____ Listed records
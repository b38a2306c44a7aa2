use cpn_core::BindError;
use thiserror::Error;

/// Fallo de un componente: o del binding/E/S, o de su propia lógica.
#[derive(Debug, Error, PartialEq, Eq, Clone)]
pub enum ComponentError {
    #[error(transparent)]
    Bind(#[from] BindError),
    #[error("component `{component}` failed: {cause}")]
    Failed { component: String, cause: String },
}

impl ComponentError {
    pub fn failed(component: &str, cause: impl std::fmt::Display) -> Self {
        Self::Failed { component: component.to_string(),
                       cause: cause.to_string() }
    }
}
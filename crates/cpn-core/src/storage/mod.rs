//! Capacidad de almacenamiento: "dada una URI, producir/aceptar bytes".
//!
//! El core no conoce ningún backend concreto salvo `mem://`; los demás
//! (`file://`, ...) se registran desde fuera por esquema.

mod memory;

pub use memory::InMemoryStorage;

use std::collections::BTreeMap;
use std::fmt;
use std::sync::Arc;

use crate::errors::StorageError;
use crate::model::Uri;

pub trait Storage: Send + Sync + fmt::Debug {
    /// Esquema que atiende este backend (`mem`, `file`, ...).
    fn scheme(&self) -> &str;
    fn read(&self, uri: &Uri) -> Result<Vec<u8>, StorageError>;
    fn write(&self, uri: &Uri, bytes: &[u8]) -> Result<(), StorageError>;
}

/// Backends indexados por esquema.
#[derive(Debug, Clone, Default)]
pub struct StorageRegistry {
    backends: BTreeMap<String, Arc<dyn Storage>>,
}

impl StorageRegistry {
    pub fn new() -> Self {
        Self::default()
    }

    /// Registra un backend; reemplaza al que hubiera para el mismo esquema.
    pub fn register(&mut self, storage: Arc<dyn Storage>) {
        self.backends.insert(storage.scheme().to_ascii_lowercase(), storage);
    }

    pub fn resolve(&self, uri: &Uri) -> Result<Arc<dyn Storage>, StorageError> {
        self.backends
            .get(uri.scheme())
            .cloned()
            .ok_or_else(|| StorageError::UnsupportedScheme(uri.scheme().to_string()))
    }

    pub fn schemes(&self) -> Vec<&str> {
        self.backends.keys().map(String::as_str).collect()
    }
}
//! Registro explícito de handlers de artifact y backends de almacenamiento.
//!
//! Los handlers se agrupan por categoría (`data`, `model`, `metric`); dentro
//! de cada categoría se eligen por nombre de tipo, y sin nombre gana el
//! primero registrado. El registro es de sólo lectura durante el binding.

use std::collections::HashMap;
use std::fmt;
use std::sync::Arc;

use serde_json::Value;

use crate::errors::StorageError;
use crate::model::{ArtifactCategory, Uri};
use crate::storage::{InMemoryStorage, Storage, StorageRegistry};

/// Codec por tipo de artifact: payload JSON <-> bytes.
pub trait ArtifactHandler: Send + Sync + fmt::Debug {
    fn type_name(&self) -> &str;
    /// Formato declarado en la provenance de cada escritura.
    fn file_format(&self) -> &str;
    fn encode(&self, payload: &Value) -> Result<Vec<u8>, StorageError>;
    fn decode(&self, bytes: &[u8]) -> Result<Value, StorageError>;
}

/// Handler genérico: el payload se guarda como un documento JSON.
#[derive(Debug, Clone)]
pub struct JsonHandler {
    type_name: String,
}

impl JsonHandler {
    pub fn new(type_name: &str) -> Self {
        Self { type_name: type_name.to_string() }
    }
}

impl ArtifactHandler for JsonHandler {
    fn type_name(&self) -> &str {
        &self.type_name
    }

    fn file_format(&self) -> &str {
        "json"
    }

    fn encode(&self, payload: &Value) -> Result<Vec<u8>, StorageError> {
        Ok(serde_json::to_vec(payload)?)
    }

    fn decode(&self, bytes: &[u8]) -> Result<Value, StorageError> {
        Ok(serde_json::from_slice(bytes)?)
    }
}

#[derive(Debug, Clone, Default)]
pub struct ArtifactRegistry {
    handlers: HashMap<ArtifactCategory, Vec<Arc<dyn ArtifactHandler>>>,
    storages: StorageRegistry,
}

impl ArtifactRegistry {
    /// Registro vacío: sin handlers ni backends.
    pub fn new() -> Self {
        Self::default()
    }

    /// Un `JsonHandler` (`json`) por categoría más el backend `mem://`.
    pub fn with_defaults() -> Self {
        let mut reg = Self::new();
        for category in [ArtifactCategory::Data, ArtifactCategory::Model, ArtifactCategory::Metric] {
            reg.register(category, Arc::new(JsonHandler::new("json")));
        }
        reg.register_storage(Arc::new(InMemoryStorage::new()));
        reg
    }

    /// Registra un handler para la categoría. Si ya había uno con el mismo
    /// `type_name` se reemplaza conservando su posición.
    pub fn register(&mut self, category: ArtifactCategory, handler: Arc<dyn ArtifactHandler>) {
        let list = self.handlers.entry(category).or_default();
        match list.iter().position(|h| h.type_name() == handler.type_name()) {
            Some(pos) => list[pos] = handler,
            None => list.push(handler),
        }
    }

    pub fn with_handler(mut self, category: ArtifactCategory, handler: Arc<dyn ArtifactHandler>) -> Self {
        self.register(category, handler);
        self
    }

    pub fn register_storage(&mut self, storage: Arc<dyn Storage>) {
        self.storages.register(storage);
    }

    pub fn with_storage(mut self, storage: Arc<dyn Storage>) -> Self {
        self.register_storage(storage);
        self
    }

    pub fn handler_for(&self, category: ArtifactCategory, type_name: Option<&str>) -> Result<Arc<dyn ArtifactHandler>, String> {
        let list = self.handlers.get(&category).map(Vec::as_slice).unwrap_or_default();
        let found = match type_name {
            Some(t) => list.iter().find(|h| h.type_name() == t),
            None => list.first(),
        };
        found.cloned().ok_or_else(|| match type_name {
                           Some(t) => format!("no handler registered for {category} type `{t}`"),
                           None => format!("no handler registered for {category} artifacts"),
                       })
    }

    /// Tipos registrados para una categoría, en orden de registro.
    pub fn type_names(&self, category: ArtifactCategory) -> Vec<&str> {
        self.handlers
            .get(&category)
            .map(|list| list.iter().map(|h| h.type_name()).collect())
            .unwrap_or_default()
    }

    pub fn storage_for(&self, uri: &Uri) -> Result<Arc<dyn Storage>, StorageError> {
        self.storages.resolve(uri)
    }

    pub fn storages(&self) -> &StorageRegistry {
        &self.storages
    }
}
________
Exercise goal: Which of the lines above contain "cause"? Return them all.

Reply to the exercise:
    #[error("component `{component}` failed: {cause}")]
    Failed { component: String, cause: String },
    pub fn failed(component: &str, cause: impl std::fmt::Display) -> Self {
                       cause: cause.to_string() }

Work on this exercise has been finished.